> Exercise details: Write out again the entries from the first line to the line that includes "id. Ids are", keeping both of those lines.

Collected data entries
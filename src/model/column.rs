use crate::model::value::ColumnValue;
use std::collections::BTreeMap;

/// Meta-properties hang off cubes, axes and columns alike. BTreeMap keeps
/// iteration order stable for fingerprinting.
pub type MetaMap = BTreeMap<String, serde_json::Value>;

/// Meta-property key carrying a column's display name (required on rule
/// columns, optional elsewhere).
pub const NAME_META: &str = "name";

const SEQ_BITS: u32 = 48;
const SEQ_MASK: i64 = (1 << SEQ_BITS) - 1;

/// Pack `(axis_id: 16 bits, sequence: 48 bits)` into a column id. Ids are
/// globally unique inside a cube and survive serialization.
pub fn pack_column_id(axis_id: u16, seq: i64) -> i64 {
    ((axis_id as i64) << SEQ_BITS) | (seq & SEQ_MASK)
}

/// The axis a column id belongs to.
pub fn axis_of_column_id(id: i64) -> u16 {
    (id >> SEQ_BITS) as u16
}

pub fn sequence_of_column_id(id: i64) -> i64 {
    id & SEQ_MASK
}

/// An axis partition. `value == None` marks the default column, which always
/// sorts last (`display_order == i32::MAX`).
#[derive(Debug, Clone, PartialEq)]
pub struct Column {
    pub id: i64,
    pub value: Option<ColumnValue>,
    pub display_order: i32,
    pub meta: MetaMap,
}

impl Column {
    pub fn new(id: i64, value: Option<ColumnValue>, display_order: i32) -> Self {
        let display_order = if value.is_none() {
            i32::MAX
        } else {
            display_order
        };
        Column {
            id,
            value,
            display_order,
            meta: MetaMap::new(),
        }
    }

    pub fn is_default(&self) -> bool {
        self.value.is_none()
    }

    /// Display name from meta-properties (rule columns are addressed by it).
    pub fn column_name(&self) -> Option<&str> {
        self.meta.get(NAME_META).and_then(|v| v.as_str())
    }

    pub fn set_column_name(&mut self, name: impl Into<String>) {
        self.meta
            .insert(NAME_META.to_string(), serde_json::Value::String(name.into()));
    }

    pub fn value_string(&self) -> String {
        match &self.value {
            Some(v) => v.to_canonical_string(),
            None => "default".to_string(),
        }
    }
}

#[cfg(test)]
mod tests {
    use super::*;
    use crate::model::value::Scalar;

    #[test]
    fn id_packing_round_trips() {
        let id = pack_column_id(7, 1_000_042);
        assert_eq!(axis_of_column_id(id), 7);
        assert_eq!(sequence_of_column_id(id), 1_000_042);
        assert!(id > 0);
    }

    #[test]
    fn default_column_display_order_is_pinned_last() {
        let c = Column::new(1, None, 3);
        assert!(c.is_default());
        assert_eq!(c.display_order, i32::MAX);
        let c = Column::new(2, Some(ColumnValue::Scalar(Scalar::Long(9))), 3);
        assert_eq!(c.display_order, 3);
    }

    #[test]
    fn column_name_reads_meta() {
        let mut c = Column::new(1, Some(ColumnValue::Scalar(Scalar::Long(1))), 0);
        assert!(c.column_name().is_none());
        c.set_column_name("init");
        assert_eq!(c.column_name(), Some("init"));
    }
}
use crate::error::{CubeError, Result};
use crate::logic::evaluate::{
    is_truthy, Coordinate, ExpressionEvaluator, Output, RuleExecution, RuleInfo,
};
use crate::model::app_id::ApplicationId;
use crate::model::axis::Axis;
use crate::model::column::{Column, MetaMap};
use crate::model::value::{AxisType, AxisValueType, ColumnOrder, ColumnValue, Expression};
use sha1::{Digest, Sha1};
use std::collections::{BTreeSet, HashMap};

/// Unordered set of column ids (one per axis) keying a cell.
#[derive(Debug, Clone, PartialEq, Eq, Hash, PartialOrd, Ord, Default)]
pub struct ColumnIdSet(pub BTreeSet<i64>);

impl FromIterator<i64> for ColumnIdSet {
    fn from_iter<T: IntoIterator<Item = i64>>(iter: T) -> Self {
        ColumnIdSet(iter.into_iter().collect())
    }
}

/// A stored cell: a plain JSON value or a command cell evaluated through the
/// expression port.
#[derive(Debug, Clone, PartialEq)]
pub enum CellValue {
    Json(serde_json::Value),
    Cmd(Expression),
}

impl CellValue {
    pub fn to_canonical_string(&self) -> String {
        match self {
            CellValue::Json(v) => v.to_string(),
            CellValue::Cmd(e) => format!("cmd:{}", e.to_canonical_string()),
        }
    }
}

/// N-dimensional decision table: an ordered axis list plus a sparse cell map.
#[derive(Debug, Clone)]
pub struct Cube {
    name: String,
    pub app_id: ApplicationId,
    axes: Vec<Axis>,
    cells: HashMap<ColumnIdSet, CellValue>,
    pub default_cell_value: Option<CellValue>,
    pub meta: MetaMap,
    next_axis_id: u16,
}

> Completed exercise:
filename src/model/column.rs
use crate::model::value::ColumnValue;
use std::collections::BTreeMap;

/// Meta-properties hang off cubes, axes and columns alike. BTreeMap keeps
/// iteration order stable for fingerprinting.
pub type MetaMap = BTreeMap<String, serde_json::Value>;

/// Meta-property key carrying a column's display name (required on rule
/// columns, optional elsewhere).
pub const NAME_META: &str = "name";

const SEQ_BITS: u32 = 48;
const SEQ_MASK: i64 = (1 << SEQ_BITS) - 1;

/// Pack `(axis_id: 16 bits, sequence: 48 bits)` into a column id. Ids are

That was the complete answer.